> [Directions] Search the records below for the word "BEGIN", then return every line where it appears.

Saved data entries
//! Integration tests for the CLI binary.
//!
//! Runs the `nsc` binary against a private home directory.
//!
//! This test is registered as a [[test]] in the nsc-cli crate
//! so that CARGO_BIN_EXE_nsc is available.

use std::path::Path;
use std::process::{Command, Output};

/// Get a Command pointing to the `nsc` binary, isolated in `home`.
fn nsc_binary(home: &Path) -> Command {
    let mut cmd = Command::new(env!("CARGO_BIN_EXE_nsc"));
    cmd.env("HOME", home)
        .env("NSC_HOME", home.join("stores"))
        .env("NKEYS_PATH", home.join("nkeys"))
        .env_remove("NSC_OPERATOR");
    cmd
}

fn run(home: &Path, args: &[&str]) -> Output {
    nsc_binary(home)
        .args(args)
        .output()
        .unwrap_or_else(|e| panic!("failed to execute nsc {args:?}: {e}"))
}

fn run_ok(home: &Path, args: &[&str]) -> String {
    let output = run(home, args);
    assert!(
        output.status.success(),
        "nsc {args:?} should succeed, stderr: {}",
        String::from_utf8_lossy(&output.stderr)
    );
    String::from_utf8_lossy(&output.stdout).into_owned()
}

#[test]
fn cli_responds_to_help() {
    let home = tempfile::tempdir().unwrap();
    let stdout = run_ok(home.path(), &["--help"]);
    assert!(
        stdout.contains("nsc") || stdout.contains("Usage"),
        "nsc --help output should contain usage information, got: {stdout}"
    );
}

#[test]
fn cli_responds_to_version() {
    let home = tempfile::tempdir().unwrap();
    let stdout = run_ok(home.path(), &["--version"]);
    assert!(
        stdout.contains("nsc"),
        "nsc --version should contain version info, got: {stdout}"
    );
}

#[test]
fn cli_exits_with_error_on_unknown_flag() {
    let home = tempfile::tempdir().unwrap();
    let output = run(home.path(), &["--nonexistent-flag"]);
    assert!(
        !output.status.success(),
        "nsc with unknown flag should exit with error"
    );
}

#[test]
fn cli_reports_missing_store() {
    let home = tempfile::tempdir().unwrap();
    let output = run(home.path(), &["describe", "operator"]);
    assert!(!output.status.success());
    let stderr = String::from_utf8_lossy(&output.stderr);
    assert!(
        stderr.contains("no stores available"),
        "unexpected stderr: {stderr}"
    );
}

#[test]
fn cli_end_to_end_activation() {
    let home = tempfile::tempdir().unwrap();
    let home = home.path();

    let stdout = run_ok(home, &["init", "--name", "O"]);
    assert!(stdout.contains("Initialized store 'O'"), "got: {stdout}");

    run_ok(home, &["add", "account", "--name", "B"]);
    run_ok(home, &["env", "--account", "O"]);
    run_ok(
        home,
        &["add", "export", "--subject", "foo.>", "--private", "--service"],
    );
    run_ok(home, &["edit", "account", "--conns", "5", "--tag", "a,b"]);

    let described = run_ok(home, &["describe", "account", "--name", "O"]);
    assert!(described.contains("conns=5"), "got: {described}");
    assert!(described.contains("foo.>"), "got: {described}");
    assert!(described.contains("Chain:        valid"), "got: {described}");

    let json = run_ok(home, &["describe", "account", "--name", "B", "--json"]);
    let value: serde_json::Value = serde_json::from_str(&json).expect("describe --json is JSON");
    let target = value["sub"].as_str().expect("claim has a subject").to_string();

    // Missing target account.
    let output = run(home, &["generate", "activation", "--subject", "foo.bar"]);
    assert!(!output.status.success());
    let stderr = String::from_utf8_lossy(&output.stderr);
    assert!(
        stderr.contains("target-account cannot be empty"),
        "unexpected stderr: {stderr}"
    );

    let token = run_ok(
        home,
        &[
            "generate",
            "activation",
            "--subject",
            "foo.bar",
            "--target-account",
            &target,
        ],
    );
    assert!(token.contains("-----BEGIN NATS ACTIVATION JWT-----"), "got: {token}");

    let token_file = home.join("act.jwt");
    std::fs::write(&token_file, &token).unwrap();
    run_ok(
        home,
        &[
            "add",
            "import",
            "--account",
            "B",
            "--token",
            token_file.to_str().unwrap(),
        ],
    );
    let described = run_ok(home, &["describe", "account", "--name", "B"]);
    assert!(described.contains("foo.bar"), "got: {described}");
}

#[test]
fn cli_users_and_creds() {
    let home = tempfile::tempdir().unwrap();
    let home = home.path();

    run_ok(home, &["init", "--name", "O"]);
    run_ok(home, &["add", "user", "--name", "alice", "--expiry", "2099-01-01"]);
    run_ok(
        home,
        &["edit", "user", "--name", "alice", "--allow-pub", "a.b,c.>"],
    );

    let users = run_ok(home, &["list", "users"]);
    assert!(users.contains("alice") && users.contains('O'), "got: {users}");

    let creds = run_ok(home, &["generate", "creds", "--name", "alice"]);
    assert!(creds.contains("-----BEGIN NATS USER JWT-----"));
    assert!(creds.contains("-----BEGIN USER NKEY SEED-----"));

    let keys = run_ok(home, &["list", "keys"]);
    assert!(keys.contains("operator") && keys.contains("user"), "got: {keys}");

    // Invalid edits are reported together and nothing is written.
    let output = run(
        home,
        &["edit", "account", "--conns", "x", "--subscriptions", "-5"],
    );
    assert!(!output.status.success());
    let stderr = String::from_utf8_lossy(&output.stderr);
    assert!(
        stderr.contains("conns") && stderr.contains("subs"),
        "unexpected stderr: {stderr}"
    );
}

> [Solution for this exercise]
    assert!(token.contains("-----BEGIN NATS ACTIVATION JWT-----"), "got: {token}");
    assert!(creds.contains("-----BEGIN NATS USER JWT-----"));
    assert!(creds.contains("-----BEGIN USER NKEY SEED-----"));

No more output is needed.